Problem requirements> Report how many lines of the listing contain the string "Error", with no other words.

-------

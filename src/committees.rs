//! Endpoints covering Congressional committee fundraising.

use std::sync::Arc;

use serde_json::Value;

use crate::{client::Core, request::Params, Error};

/// Retrieves fundraising information pertaining to Congressional
/// committees.
pub struct Committees {
    core: Arc<Core>,
}

impl Committees {
    pub(crate) fn new(core: Arc<Core>) -> Self {
        Self { core }
    }

    /// Fetches committee members' fundraising from one industry
    /// (`congCmteIndus`), returning the per-member rows.
    pub async fn cmte_by_ind(
        &self,
        cmte: &str,
        industry: &str,
        congress: Option<&str>,
    ) -> Result<Value, Error> {
        let params = Params::new()
            .push("cmte", cmte)
            .push("indus", industry)
            .push_opt("congno", congress);
        self.core
            .call("congCmteIndus", params, &["committee", "member"])
            .await
    }
}
//! In-memory TTL cache for response bodies, backed by `DashMap`.

use dashmap::DashMap;
use std::time::{Duration, Instant};

/// A cached response body with its expiration time.
struct Entry {
    body: String,
    expires_at: Instant,
}

impl Entry {
    fn is_expired(&self) -> bool {
        Instant::now() > self.expires_at
    }
}

/// Thread-safe response cache keyed by request URL.
///
/// Bodies are stored as the raw text the server returned. Expired entries
/// are lazily evicted on the next `get` for that URL.
pub struct ResponseCache {
    store: DashMap<String, Entry>,
    ttl: Duration,
}

impl ResponseCache {
    /// Creates a cache whose entries expire after `ttl`.
    pub fn new(ttl: Duration) -> Self {
        Self {
            store: DashMap::new(),
            ttl,
        }
    }

    /// Returns the body cached for `url`, or `None` if missing or expired.
    pub fn get(&self, url: &str) -> Option<String> {
        let entry = self.store.get(url)?;
        if entry.is_expired() {
            drop(entry);
            self.store.remove(url);
            return None;
        }
        Some(entry.body.clone())
    }

    /// Number of unexpired entries. Expired entries awaiting lazy
    /// eviction are not counted.
    pub fn len(&self) -> usize {
        self.store.iter().filter(|e| !e.is_expired()).count()
    }

    /// Returns `true` when no unexpired entry is held.
    pub fn is_empty(&self) -> bool {
        self.len() == 0
    }

    /// Inserts or overwrites the body cached for `url`. The entry expires
    /// after the configured TTL.
    pub fn set(&self, url: String, body: String) {
        self.store.insert(
            url,
            Entry {
                body,
                expires_at: Instant::now() + self.ttl,
            },
        );
    }

    /// Removes all entries from the cache.
    pub fn clear(&self) {
        self.store.clear();
    }
}
//! Endpoints covering fundraising organizations.

use std::sync::Arc;

use serde_json::Value;

use crate::{client::Core, request::Params, Error};

/// Retrieves information pertaining to fundraising organizations.
pub struct Organizations {
    core: Arc<Core>,
}

impl Organizations {
    pub(crate) fn new(core: Arc<Core>) -> Self {
        Self { core }
    }

    /// Searches organizations by name (`getOrgs`).
    pub async fn get(&self, org_name: &str) -> Result<Value, Error> {
        self.core
            .call("getOrgs", Params::new().push("org", org_name), &["organization"])
            .await
    }

    /// Fetches an organization's summary totals (`orgSummary`).
    pub async fn summary(&self, org_id: &str) -> Result<Value, Error> {
        self.core
            .call(
                "orgSummary",
                Params::new().push("id", org_id),
                &["organization", "@attributes"],
            )
            .await
    }
}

-------

Answer to the exercise> 5